(WORK REQUEST):
The answer is the set of lines that include "tests", copied from the data below.

[Stored data entries]
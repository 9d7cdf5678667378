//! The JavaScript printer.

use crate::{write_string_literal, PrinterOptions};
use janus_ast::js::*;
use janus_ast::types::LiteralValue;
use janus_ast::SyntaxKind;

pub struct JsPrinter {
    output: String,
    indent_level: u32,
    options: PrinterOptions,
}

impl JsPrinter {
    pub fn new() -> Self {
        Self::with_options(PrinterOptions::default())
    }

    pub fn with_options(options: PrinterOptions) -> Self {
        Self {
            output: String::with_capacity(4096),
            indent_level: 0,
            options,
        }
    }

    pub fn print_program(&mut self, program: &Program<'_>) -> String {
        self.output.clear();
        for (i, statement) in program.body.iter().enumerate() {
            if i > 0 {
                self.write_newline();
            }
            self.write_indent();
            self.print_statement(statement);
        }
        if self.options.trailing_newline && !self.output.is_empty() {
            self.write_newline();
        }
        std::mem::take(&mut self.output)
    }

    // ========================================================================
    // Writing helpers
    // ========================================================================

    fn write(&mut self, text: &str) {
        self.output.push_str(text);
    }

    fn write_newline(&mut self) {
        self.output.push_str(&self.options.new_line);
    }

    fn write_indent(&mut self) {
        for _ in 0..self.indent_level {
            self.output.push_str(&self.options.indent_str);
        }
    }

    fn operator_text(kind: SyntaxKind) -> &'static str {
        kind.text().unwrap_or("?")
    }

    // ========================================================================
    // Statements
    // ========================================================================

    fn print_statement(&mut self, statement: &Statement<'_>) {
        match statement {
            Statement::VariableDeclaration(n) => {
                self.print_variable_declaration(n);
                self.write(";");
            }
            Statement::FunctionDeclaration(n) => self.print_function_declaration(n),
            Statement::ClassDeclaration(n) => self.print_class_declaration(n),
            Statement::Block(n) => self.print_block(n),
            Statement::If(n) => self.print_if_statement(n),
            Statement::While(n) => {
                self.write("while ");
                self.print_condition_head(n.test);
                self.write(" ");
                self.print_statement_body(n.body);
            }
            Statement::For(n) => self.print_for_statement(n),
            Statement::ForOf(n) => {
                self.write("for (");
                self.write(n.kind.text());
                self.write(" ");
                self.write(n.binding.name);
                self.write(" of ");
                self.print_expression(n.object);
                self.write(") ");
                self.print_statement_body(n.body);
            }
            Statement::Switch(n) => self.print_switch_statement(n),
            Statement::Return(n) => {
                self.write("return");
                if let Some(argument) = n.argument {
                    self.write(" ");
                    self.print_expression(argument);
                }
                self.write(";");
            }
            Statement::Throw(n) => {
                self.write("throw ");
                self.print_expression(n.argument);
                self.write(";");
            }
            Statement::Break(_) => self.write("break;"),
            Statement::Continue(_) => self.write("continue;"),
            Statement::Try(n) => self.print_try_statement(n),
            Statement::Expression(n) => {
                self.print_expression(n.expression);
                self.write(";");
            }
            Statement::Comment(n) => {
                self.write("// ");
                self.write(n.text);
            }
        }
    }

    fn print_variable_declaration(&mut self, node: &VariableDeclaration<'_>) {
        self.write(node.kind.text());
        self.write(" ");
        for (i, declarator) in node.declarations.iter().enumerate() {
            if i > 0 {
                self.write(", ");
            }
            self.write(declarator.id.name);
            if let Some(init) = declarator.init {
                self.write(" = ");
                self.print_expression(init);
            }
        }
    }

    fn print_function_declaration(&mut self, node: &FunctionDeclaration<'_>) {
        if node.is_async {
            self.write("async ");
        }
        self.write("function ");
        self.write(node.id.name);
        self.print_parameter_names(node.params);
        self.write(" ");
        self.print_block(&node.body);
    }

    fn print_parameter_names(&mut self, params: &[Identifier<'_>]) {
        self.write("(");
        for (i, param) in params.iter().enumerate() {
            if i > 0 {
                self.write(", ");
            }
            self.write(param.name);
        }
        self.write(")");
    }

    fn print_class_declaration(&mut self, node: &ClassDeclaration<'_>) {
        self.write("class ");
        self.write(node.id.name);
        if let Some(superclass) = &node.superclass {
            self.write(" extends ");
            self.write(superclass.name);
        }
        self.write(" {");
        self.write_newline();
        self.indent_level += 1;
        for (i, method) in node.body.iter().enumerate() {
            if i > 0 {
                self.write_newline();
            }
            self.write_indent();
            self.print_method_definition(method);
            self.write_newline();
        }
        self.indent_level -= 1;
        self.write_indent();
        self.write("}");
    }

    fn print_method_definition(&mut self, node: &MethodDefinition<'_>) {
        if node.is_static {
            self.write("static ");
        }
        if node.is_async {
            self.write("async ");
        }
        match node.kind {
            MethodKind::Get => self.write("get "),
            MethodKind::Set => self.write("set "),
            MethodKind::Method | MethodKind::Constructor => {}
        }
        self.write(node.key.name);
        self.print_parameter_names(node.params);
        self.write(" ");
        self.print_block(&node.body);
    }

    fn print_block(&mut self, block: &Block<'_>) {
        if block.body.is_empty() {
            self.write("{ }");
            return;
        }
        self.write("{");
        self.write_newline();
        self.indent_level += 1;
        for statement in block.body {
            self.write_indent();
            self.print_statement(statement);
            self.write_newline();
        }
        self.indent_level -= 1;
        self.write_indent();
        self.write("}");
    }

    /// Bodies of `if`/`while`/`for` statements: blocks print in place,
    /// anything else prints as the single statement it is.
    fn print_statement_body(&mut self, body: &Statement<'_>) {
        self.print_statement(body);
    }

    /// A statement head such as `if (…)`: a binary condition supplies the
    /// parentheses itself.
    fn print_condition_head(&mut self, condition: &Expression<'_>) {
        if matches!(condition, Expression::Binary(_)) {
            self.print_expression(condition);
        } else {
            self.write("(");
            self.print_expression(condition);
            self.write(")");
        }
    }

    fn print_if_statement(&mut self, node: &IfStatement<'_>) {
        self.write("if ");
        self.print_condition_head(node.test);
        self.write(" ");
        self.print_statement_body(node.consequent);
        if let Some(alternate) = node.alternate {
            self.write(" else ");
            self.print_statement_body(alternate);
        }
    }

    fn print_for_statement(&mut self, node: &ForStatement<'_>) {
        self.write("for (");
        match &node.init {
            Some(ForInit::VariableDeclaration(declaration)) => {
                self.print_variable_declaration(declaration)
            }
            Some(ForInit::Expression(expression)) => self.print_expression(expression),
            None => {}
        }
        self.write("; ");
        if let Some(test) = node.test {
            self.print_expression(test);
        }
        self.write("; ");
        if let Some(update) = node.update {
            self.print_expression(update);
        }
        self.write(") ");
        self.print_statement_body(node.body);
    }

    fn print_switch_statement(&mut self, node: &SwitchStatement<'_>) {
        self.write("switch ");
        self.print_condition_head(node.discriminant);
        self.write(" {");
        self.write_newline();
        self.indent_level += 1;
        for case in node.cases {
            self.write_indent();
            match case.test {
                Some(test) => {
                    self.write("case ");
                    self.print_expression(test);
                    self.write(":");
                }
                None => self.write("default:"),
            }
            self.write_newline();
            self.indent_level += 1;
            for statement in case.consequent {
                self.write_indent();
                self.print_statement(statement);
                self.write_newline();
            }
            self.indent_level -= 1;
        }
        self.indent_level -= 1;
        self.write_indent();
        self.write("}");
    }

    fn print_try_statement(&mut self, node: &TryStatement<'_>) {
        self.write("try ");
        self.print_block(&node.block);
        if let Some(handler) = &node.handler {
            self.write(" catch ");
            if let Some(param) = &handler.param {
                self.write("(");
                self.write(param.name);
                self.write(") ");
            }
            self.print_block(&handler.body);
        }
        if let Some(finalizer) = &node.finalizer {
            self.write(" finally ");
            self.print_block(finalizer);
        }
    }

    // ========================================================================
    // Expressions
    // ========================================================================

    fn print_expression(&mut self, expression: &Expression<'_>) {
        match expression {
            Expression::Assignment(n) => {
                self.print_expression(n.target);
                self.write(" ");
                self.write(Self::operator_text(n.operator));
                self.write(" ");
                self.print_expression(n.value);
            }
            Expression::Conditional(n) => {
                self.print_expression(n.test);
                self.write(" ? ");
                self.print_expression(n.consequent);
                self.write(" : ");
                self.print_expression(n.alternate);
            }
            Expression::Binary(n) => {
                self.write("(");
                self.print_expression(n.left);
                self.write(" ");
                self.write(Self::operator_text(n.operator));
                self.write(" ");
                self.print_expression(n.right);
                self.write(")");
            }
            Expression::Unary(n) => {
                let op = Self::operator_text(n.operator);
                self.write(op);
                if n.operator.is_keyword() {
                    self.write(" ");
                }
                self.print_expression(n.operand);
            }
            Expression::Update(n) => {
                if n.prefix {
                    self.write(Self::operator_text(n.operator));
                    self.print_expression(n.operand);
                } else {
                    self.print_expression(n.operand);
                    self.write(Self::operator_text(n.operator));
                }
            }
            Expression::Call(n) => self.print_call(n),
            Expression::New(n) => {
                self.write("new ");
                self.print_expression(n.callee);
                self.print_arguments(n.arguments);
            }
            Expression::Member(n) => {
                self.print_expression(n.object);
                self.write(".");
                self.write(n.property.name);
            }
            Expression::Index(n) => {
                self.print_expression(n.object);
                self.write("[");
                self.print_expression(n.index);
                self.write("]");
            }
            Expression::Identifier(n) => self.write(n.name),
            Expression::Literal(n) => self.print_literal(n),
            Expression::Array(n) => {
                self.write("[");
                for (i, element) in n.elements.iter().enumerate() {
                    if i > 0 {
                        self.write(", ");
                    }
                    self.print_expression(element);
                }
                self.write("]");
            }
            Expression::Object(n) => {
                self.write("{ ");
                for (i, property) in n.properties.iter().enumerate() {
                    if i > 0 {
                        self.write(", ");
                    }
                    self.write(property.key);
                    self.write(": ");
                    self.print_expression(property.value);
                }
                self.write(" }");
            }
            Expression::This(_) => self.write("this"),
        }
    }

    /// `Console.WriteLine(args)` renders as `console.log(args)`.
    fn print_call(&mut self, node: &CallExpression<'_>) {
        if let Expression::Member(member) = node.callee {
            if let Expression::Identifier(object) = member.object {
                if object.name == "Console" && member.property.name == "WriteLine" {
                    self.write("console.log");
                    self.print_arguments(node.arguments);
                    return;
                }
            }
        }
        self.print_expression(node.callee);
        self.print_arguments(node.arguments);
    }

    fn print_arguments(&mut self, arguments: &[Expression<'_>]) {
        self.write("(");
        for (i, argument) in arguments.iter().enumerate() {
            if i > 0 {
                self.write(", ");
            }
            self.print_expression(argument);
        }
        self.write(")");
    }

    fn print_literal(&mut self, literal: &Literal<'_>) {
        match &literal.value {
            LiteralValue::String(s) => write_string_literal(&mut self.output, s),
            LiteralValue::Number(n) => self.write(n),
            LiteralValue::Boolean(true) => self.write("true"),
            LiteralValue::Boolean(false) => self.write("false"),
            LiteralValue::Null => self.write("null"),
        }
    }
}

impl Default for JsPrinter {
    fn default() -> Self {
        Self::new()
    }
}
* * *
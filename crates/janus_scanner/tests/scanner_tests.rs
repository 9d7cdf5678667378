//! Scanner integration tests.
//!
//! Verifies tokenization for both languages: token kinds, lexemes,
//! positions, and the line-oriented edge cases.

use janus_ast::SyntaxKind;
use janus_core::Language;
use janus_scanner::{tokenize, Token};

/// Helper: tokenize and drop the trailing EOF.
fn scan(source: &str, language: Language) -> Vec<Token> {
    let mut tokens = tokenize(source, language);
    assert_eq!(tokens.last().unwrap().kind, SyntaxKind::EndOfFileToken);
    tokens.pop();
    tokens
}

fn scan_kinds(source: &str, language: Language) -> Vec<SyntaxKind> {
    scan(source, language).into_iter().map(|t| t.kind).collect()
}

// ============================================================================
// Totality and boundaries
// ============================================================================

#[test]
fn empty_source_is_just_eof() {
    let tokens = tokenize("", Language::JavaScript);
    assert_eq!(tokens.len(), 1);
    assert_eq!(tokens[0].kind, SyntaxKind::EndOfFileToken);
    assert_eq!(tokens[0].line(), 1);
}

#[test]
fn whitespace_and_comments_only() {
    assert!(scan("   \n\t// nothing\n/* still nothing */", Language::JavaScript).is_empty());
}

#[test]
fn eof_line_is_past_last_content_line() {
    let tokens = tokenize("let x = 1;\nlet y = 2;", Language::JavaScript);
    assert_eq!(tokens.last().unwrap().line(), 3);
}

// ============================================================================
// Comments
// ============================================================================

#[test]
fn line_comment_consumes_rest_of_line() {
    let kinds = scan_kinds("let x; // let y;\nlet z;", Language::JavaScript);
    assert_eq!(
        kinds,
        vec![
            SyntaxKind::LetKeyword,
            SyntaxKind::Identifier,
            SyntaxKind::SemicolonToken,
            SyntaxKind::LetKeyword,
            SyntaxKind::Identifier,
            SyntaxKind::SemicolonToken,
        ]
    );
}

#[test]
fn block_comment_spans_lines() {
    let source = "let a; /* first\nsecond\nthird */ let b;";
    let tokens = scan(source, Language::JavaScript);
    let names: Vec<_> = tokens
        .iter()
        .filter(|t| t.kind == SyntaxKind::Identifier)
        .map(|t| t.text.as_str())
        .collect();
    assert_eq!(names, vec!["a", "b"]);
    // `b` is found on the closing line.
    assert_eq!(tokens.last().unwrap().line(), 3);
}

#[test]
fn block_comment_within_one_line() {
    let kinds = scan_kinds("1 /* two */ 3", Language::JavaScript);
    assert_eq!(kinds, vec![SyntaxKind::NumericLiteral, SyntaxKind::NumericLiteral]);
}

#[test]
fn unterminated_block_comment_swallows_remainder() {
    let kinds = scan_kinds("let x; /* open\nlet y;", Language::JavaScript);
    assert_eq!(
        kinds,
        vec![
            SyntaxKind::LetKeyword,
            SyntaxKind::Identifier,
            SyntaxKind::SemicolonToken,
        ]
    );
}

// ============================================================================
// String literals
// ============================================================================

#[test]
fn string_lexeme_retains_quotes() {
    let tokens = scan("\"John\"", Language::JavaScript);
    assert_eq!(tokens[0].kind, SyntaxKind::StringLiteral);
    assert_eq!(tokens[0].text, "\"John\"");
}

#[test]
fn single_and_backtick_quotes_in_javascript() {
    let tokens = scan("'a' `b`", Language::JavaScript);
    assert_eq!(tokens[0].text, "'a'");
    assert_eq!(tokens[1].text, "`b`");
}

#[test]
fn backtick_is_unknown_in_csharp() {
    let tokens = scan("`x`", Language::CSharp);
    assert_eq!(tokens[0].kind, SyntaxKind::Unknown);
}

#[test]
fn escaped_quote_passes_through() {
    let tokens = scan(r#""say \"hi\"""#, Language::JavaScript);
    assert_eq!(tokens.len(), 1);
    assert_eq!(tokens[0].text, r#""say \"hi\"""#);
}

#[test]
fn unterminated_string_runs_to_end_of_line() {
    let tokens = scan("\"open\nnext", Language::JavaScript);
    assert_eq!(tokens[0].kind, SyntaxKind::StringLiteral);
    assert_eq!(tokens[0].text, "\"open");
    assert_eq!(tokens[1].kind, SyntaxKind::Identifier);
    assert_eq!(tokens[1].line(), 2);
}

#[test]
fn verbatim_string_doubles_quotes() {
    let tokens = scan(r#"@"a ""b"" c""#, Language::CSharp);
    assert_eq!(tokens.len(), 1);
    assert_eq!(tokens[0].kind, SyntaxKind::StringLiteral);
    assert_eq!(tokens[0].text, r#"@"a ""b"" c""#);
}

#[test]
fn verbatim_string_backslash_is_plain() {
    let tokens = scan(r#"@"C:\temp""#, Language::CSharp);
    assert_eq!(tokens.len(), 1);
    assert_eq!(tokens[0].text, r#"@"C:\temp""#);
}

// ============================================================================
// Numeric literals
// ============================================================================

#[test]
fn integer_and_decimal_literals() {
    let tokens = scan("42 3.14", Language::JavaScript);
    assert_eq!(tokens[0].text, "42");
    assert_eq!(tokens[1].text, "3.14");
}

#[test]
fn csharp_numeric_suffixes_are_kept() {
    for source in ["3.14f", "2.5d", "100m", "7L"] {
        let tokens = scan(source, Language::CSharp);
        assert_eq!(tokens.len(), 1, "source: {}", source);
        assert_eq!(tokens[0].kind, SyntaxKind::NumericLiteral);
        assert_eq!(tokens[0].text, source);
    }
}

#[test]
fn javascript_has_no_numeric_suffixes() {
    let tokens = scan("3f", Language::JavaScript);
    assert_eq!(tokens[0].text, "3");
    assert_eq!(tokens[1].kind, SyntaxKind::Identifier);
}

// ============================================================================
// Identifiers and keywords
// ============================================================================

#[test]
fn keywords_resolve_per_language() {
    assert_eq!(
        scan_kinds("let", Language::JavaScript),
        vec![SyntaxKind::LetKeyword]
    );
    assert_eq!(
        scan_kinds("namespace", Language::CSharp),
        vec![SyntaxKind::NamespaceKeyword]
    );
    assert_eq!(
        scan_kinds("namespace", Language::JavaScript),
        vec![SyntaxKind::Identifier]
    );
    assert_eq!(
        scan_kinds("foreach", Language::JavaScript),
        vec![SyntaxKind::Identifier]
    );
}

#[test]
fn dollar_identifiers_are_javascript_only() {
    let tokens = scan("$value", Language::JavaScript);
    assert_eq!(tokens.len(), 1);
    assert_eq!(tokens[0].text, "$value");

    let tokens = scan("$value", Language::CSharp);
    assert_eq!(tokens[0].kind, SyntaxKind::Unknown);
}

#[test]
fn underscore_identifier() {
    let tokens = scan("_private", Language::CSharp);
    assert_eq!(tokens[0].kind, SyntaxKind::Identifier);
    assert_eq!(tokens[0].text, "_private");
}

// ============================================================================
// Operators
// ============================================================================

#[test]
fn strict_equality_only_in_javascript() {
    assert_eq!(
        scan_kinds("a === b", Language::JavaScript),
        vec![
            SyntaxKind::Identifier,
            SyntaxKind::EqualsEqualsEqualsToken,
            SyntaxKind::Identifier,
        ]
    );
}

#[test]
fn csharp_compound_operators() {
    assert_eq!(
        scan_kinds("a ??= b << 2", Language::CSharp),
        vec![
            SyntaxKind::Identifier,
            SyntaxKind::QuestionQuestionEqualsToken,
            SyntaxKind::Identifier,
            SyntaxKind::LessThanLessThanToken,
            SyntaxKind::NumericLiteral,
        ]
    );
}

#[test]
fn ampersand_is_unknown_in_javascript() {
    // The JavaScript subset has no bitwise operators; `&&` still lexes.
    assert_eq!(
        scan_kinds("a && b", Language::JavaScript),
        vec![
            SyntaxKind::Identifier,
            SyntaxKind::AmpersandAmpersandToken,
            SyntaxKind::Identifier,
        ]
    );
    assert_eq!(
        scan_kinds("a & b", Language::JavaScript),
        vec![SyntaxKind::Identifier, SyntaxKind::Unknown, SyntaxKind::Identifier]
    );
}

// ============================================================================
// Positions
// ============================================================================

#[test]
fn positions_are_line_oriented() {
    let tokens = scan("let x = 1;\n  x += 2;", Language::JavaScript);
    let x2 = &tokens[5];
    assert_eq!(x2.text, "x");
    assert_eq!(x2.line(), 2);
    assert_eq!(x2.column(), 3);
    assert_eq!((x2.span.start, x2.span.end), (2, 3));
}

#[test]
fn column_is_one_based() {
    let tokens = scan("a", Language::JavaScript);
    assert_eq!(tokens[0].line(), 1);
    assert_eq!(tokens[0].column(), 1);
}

(EXERCISE ANSWER):
filename crates/janus_scanner/tests/scanner_tests.rs
//! Scanner integration tests.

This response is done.